9 Replies Latest reply on Oct 11, 2010 11:04 PM by clebert.suconic

    consumer/producer can't reconnect to queue after hornet restart

    hughbragg

      When I restart hornet, the consumer and the producer both try to reconnect automatically but both fail.

       

      I have the producer and consumer in a loop trying to reconnect to hornet if the connection fails for any reason. They both do a full startup each loop.

      When hornet comes back up they think they have reconnected but sending fails and receiving detects no messages.

      Hornet thinks it has no consumers but the consumer actually does a full reconnect after a minute of idle time and no errors are detected.

      The only way to get things rolling again is to restart both producer and consumer.

       

      This code is run each time an error is caught or after 1 minute idle time on the consumer, but it still won't connect even when hornet is back up and hornet doesn't see a new consumer connecting. No exception is thrown.

      {code}

      private void SetupPTP() throws JMSException {

          // Step 1. Directly instantiate the JMS Queue object.

          queue = HornetQJMSClient.createQueue(cfg.CONFIG_QUEUE);

       

          // Step 2. Instantiate the TransportConfiguration object which contains

          // the knowledge of what transport to use,

          Map<String, Object> connectionParams = new HashMap<String, Object>();

          connectionParams.put(TransportConstants.PORT_PROP_NAME, cfg.CONFIG_PORT);

          connectionParams.put(TransportConstants.HOST_PROP_NAME, cfg.CONFIG_HOST);

       

          TransportConfiguration transportConfiguration =

              new TransportConfiguration(

                   NettyConnectorFactory.class.getName(),

                   connectionParams);

       

          // Step 3 Directly instantiate the JMS ConnectionFactory

          // object using that TransportConfiguration

          ConnectionFactory cf = HornetQJMSClient

                  .createConnectionFactory(transportConfiguration);

       

          // Step 4.Create a JMS Connection

          queueConnection = (QueueConnection)cf.createConnection();

       

          // Step 5. Create a JMS Session

          queueSession = (QueueSession)queueConnection

                  .createSession(true, Session.AUTO_ACKNOWLEDGE);

       

          // Step 6. Create the consumer

          consumer = this.jmsSession.createConsumer(queue);


        }

      {code}

       

      Can anyone offer an explanation as to why?

       

      Is there a way to recommence processing after hornet goes down without restarting the consumer/producer?

       

      Cheers

        • 1. Re: consumer/producer can't reconnect to queue after hornet restart
          timfox

          There's a whole chapter in the user manual on reconnection. HornetQ can do this automaically (if you want)

           

          There are also fully working examples in the distro demonstrating both automatic and manual reconnection.
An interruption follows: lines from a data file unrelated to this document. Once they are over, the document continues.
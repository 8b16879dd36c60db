//! Document state and logic (UI-agnostic).

mod io;
mod ops;
mod state;

pub use state::{DEFAULT_COLS, DEFAULT_ROWS, Document};
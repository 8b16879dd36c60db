//! Publish/subscribe registries for trigger-capable cells.
//!
//! A [`TriggerBus`] is created by the `BEAT` or `SEQ` builtin that produces
//! the cell and lives as long as that evaluation pass's value. Clones of a
//! structured value share the bus, so an `AUDIO` cell subscribing through a
//! cloned `BEAT` hears triggers sent to the one stored in the grid.

use std::fmt;
use std::sync::{Arc, Mutex};

/// Callback invoked with the trigger value (on/off).
pub type Listener = Box<dyn FnMut(bool) + Send>;

/// Shared listener list.
#[derive(Clone, Default)]
pub struct TriggerBus {
    listeners: Arc<Mutex<Vec<Listener>>>,
}

impl TriggerBus {
    pub fn new() -> Self {
        Self::default()
    }

    pub fn subscribe(&self, listener: Listener) {
        self.lock().push(listener);
    }

    /// Fan `value` out to every listener, in subscription order.
    ///
    /// Listeners run with the list unlocked, so they may subscribe to or
    /// trigger this bus. Listeners added during the fan-out are kept but not
    /// called until the next trigger.
    pub fn trigger(&self, value: bool) {
        let mut listeners = std::mem::take(&mut *self.lock());
        for listener in listeners.iter_mut() {
            listener(value);
        }
        let mut guard = self.lock();
        let added = std::mem::take(&mut *guard);
        *guard = listeners;
        guard.extend(added);
    }

    pub fn listener_count(&self) -> usize {
        self.lock().len()
    }

    /// True if both handles point at the same listener list.
    pub fn same_bus(&self, other: &TriggerBus) -> bool {
        Arc::ptr_eq(&self.listeners, &other.listeners)
    }

    fn lock(&self) -> std::sync::MutexGuard<'_, Vec<Listener>> {
        // A listener that panicked leaves the list itself intact.
        self.listeners
            .lock()
            .unwrap_or_else(|poisoned| poisoned.into_inner())
    }
}

impl PartialEq for TriggerBus {
    fn eq(&self, other: &Self) -> bool {
        self.same_bus(other)
    }
}

impl fmt::Debug for TriggerBus {
    fn fmt(&self, f: &mut fmt::Formatter<'_>) -> fmt::Result {
        f.debug_struct("TriggerBus")
            .field("listeners", &self.listener_count())
            .finish()
    }
}

/// Capability of cells that an external scheduler can trigger and that
/// other cells can listen to.
pub trait Trigger {
    fn bus(&self) -> &TriggerBus;

    fn subscribe(&self, listener: Listener) {
        self.bus().subscribe(listener);
    }

    fn trigger(&self, value: bool) {
        self.bus().trigger(value);
    }
}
          1 of 1 people found this helpful
          • 2. Re: consumer/producer can't reconnect to queue after hornet restart
            hughbragg

            That's right but it doesn't seem to cover specifically what I'm doing.

            In one case I have no control over the HornetQ server and it doesn't have the configuration I'd like.
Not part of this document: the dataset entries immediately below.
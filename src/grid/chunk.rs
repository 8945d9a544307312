//! Chunk storage and per-voxel value types.
//!
//! Each chunk stores its voxel fields in separate arrays (SoA):
//!
//! ```text
//! log_odds: [L L L L L L L L L L L L L L L L|...]   4096 × i16
//! observed: [O O O O O O O O O O O O O O O O|...]   4096 × u8
//! ```
//!
//! Chunks are shared between the working volume and published snapshots
//! through `Arc`; the volume copies a chunk only when it writes to one that a
//! snapshot still holds.

use serde::{Deserialize, Serialize};

use super::config::LogOddsConfig;
use super::layout::CHUNK_VOLUME;

/// Occupancy state of one voxel.
#[derive(Clone, Copy, Debug, Default, PartialEq, Eq, Serialize, Deserialize)]
pub struct Voxel {
    /// Fixed-point log-odds (value / 100), always within `[l_min, l_max]`.
    pub log_odds: i16,
    /// At least one hit or miss was applied to this voxel.
    pub observed: bool,
}

/// Classification of a voxel against the log-odds thresholds.
#[derive(Clone, Copy, Debug, PartialEq, Eq, Serialize, Deserialize)]
pub enum VoxelState {
    /// Never observed
    Unknown,
    /// Log-odds strictly below the free threshold
    Free,
    /// Log-odds strictly above the occupied threshold
    Occupied,
    /// Observed, but within `[free, occupied]` thresholds
    Uncertain,
}

impl Voxel {
    /// Classify against the given thresholds.
    #[inline]
    pub fn state(&self, config: &LogOddsConfig) -> VoxelState {
        if !self.observed {
            VoxelState::Unknown
        } else if self.log_odds > config.l_occupied_threshold {
            VoxelState::Occupied
        } else if self.log_odds < config.l_free_threshold {
            VoxelState::Free
        } else {
            VoxelState::Uncertain
        }
    }
}

/// Voxel counts by state.
#[derive(Clone, Copy, Debug, Default, PartialEq, Eq, Serialize, Deserialize)]
pub struct VoxelCounts {
    /// Never observed
    pub unknown: usize,
    /// Free space
    pub free: usize,
    /// Occupied
    pub occupied: usize,
    /// Observed but undecided
    pub uncertain: usize,
}

impl VoxelCounts {
    /// Total observed voxels.
    pub fn known(&self) -> usize {
        self.free + self.occupied + self.uncertain
    }

    /// Total voxels.
    pub fn total(&self) -> usize {
        self.unknown + self.known()
    }
}

/// A cubic block of `CHUNK_SIZE³` voxels.
#[derive(Clone, Debug, PartialEq)]
pub struct Chunk {
    log_odds: Vec<i16>,
    observed: Vec<u8>,
    /// Number of voxels with `observed` set.
    observed_count: u32,
}

impl Default for Chunk {
    fn default() -> Self {
        Self {
            log_odds: vec![0; CHUNK_VOLUME],
            observed: vec![0; CHUNK_VOLUME],
            observed_count: 0,
        }
    }
}

impl Chunk {
    /// Voxel at an in-chunk offset.
    #[inline]
    pub fn get(&self, offset: usize) -> Voxel {
        Voxel {
            log_odds: self.log_odds[offset],
            observed: self.observed[offset] != 0,
        }
    }

    /// Add `delta` to the voxel's log-odds with clamping, marking it observed.
    ///
    /// Returns the new log-odds.
    #[inline]
    pub fn update(&mut self, offset: usize, delta: i16, config: &LogOddsConfig) -> i16 {
        let new = config.apply(self.log_odds[offset], delta);
        self.log_odds[offset] = new;
        if self.observed[offset] == 0 {
            self.observed[offset] = 1;
            self.observed_count += 1;
        }
        new
    }

    /// No voxel in this chunk has been observed.
    #[inline]
    pub fn is_pristine(&self) -> bool {
        self.observed_count == 0
    }

    /// Number of observed voxels.
    #[inline]
    pub fn observed_count(&self) -> u32 {
        self.observed_count
    }

    /// Raw log-odds slice.
    #[inline]
    pub fn log_odds(&self) -> &[i16] {
        &self.log_odds
    }

    /// Raw observed flags.
    #[inline]
    pub fn observed(&self) -> &[u8] {
        &self.observed
    }

    /// Iterate over (offset, voxel) pairs of observed voxels.
    pub fn iter_observed(&self) -> impl Iterator<Item = (usize, Voxel)> + '_ {
        self.observed
            .iter()
            .enumerate()
            .filter(|&(_, &o)| o != 0)
            .map(move |(i, _)| (i, self.get(i)))
    }
}
//! Consumer-side storage.
//!
//! [`StorageCore`] is the handoff point for published snapshots. [`ChunkStore`]
//! is the stock implementation: it keeps the latest snapshot and records which
//! chunks changed between successive snapshots, so a consumer that renders or
//! plans incrementally only has to look at those chunks.

use std::collections::HashSet;
use std::sync::Arc;

use log::debug;

use super::history::{HistoryLookup, TransactionHistory};
use crate::config::StorageSection;
use crate::core::ChunkKey;
use crate::grid::VoxelSnapshot;

/// Receiver of published snapshots.
pub trait StorageCore {
    /// Take a reference to a newly published snapshot.
    fn accept(&mut self, snapshot: Arc<VoxelSnapshot>);
}

/// Latest snapshot plus a history of changed chunks.
pub struct ChunkStore {
    snapshot: Option<Arc<VoxelSnapshot>>,
    history: TransactionHistory<ChunkKey>,
}

impl ChunkStore {
    /// Create a store retaining `history_len` change sets.
    pub fn new(history_len: usize) -> Self {
        Self {
            snapshot: None,
            history: TransactionHistory::new(history_len),
        }
    }

    /// Create a store sized by the `[storage]` config section.
    pub fn from_config(config: &StorageSection) -> Self {
        Self::new(config.history_len)
    }

    /// Latest accepted snapshot.
    pub fn snapshot(&self) -> Option<&Arc<VoxelSnapshot>> {
        self.snapshot.as_ref()
    }

    /// Keys of every chunk with observed voxels in the latest snapshot.
    pub fn chunk_keys(&self) -> HashSet<ChunkKey> {
        self.snapshot
            .as_ref()
            .map(|s| s.chunk_keys().into_iter().collect())
            .unwrap_or_default()
    }

    /// Query number a fully caught-up consumer holds.
    pub fn query(&self) -> u64 {
        self.history.next_query()
    }

    /// Chunks changed since `query`, advancing it when the answer is known.
    ///
    /// - within history: union of recorded changes
    /// - older than history: every chunk key of the latest snapshot
    /// - ahead of history: empty, `query` unchanged
    pub fn updated_chunks_since(&self, query: &mut u64) -> HashSet<ChunkKey> {
        match self.history.since(query) {
            HistoryLookup::Changes(changes) => changes,
            HistoryLookup::TooOld => self.chunk_keys(),
            HistoryLookup::Future => HashSet::new(),
        }
    }

    /// Forget the snapshot and history. Query numbering continues.
    pub fn clear(&mut self) {
        self.snapshot = None;
        self.history.clear();
    }
}

impl Default for ChunkStore {
    fn default() -> Self {
        Self::from_config(&StorageSection::default())
    }
}

impl StorageCore for ChunkStore {
    fn accept(&mut self, snapshot: Arc<VoxelSnapshot>) {
        let changed: HashSet<ChunkKey> = match &self.snapshot {
            Some(previous) if Arc::ptr_eq(previous, &snapshot) => return,
            Some(previous) => snapshot.changed_chunks_since(previous).into_iter().collect(),
            None => snapshot.chunk_keys().into_iter().collect(),
        };

        debug!(
            "[ChunkStore] accepted v{} ({} chunks changed)",
            snapshot.version(),
            changed.len()
        );
        self.history.push(changed);
        self.snapshot = Some(snapshot);
    }
}
//! Observable coordinator state.

use std::sync::atomic::{AtomicU8, Ordering};

/// Lifecycle of the coordinator as seen by other threads.
///
/// ```text
///          process_frame            frame done
///   Idle ────────────────► Processing ─────────► Published
///    ▲                        ▲                     │
///    │ reset                  └──── process_frame ──┘
///    └──────────────────────────────────────────────┘
/// ```
///
/// A frame that publishes nothing returns to `Idle` if no snapshot exists yet.
#[derive(Clone, Copy, Debug, PartialEq, Eq, Hash)]
#[repr(u8)]
pub enum CoordinatorState {
    /// Nothing published yet, or reset.
    Idle = 0,
    /// A frame is being integrated.
    Processing = 1,
    /// A snapshot is available and no frame is in flight.
    Published = 2,
}

impl CoordinatorState {
    fn from_u8(value: u8) -> Self {
        match value {
            1 => Self::Processing,
            2 => Self::Published,
            _ => Self::Idle,
        }
    }
}

/// Lock-free cell holding a [`CoordinatorState`].
#[derive(Debug)]
pub(crate) struct AtomicState(AtomicU8);

impl AtomicState {
    pub fn new(state: CoordinatorState) -> Self {
        Self(AtomicU8::new(state as u8))
    }

    pub fn load(&self) -> CoordinatorState {
        CoordinatorState::from_u8(self.0.load(Ordering::Acquire))
    }

    pub fn store(&self, state: CoordinatorState) {
        self.0.store(state as u8, Ordering::Release);
    }
}

impl Default for AtomicState {
    fn default() -> Self {
        Self::new(CoordinatorState::Idle)
    }
}

#[cfg(test)]
mod tests {
    use super::*;

    #[test]
    fn test_roundtrip() {
        let state = AtomicState::default();
        assert_eq!(state.load(), CoordinatorState::Idle);

        for s in [
            CoordinatorState::Processing,
            CoordinatorState::Published,
            CoordinatorState::Idle,
        ] {
            state.store(s);
            assert_eq!(state.load(), s);
        }
    }
}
            I want to create a JMS MessageReceiver which handles restarts/network interruptions without any intervention.

            There is no failover and I'm using JMS directly not over JNDI but not withstanding that is there any problem with doing this:

             

            {code}

            HornetQConnectionFactory hqcf = HornetQJMSClient

                      .createConnectionFactory(transportConfiguration);

                 hqcf.setClientFailureCheckPeriod(cfg.CONFIG_IDLE_TIMEOUT_SECS * 1000);

                 hqcf.setRetryInterval(2000);          // 2 seconds for first retry

                 hqcf.setRetryIntervalMultiplier(1.5); // 1.5 times loner betrween retrys

                 hqcf.setMaxRetryInterval(20000);      // Wait max 20 secs between retrys

                 hqcf.setReconnectAttempts(-1);        // Retry forever

            {code}

             

            I can't seem to find the api for this one and the documentation seems to be refering to this in the context of the server.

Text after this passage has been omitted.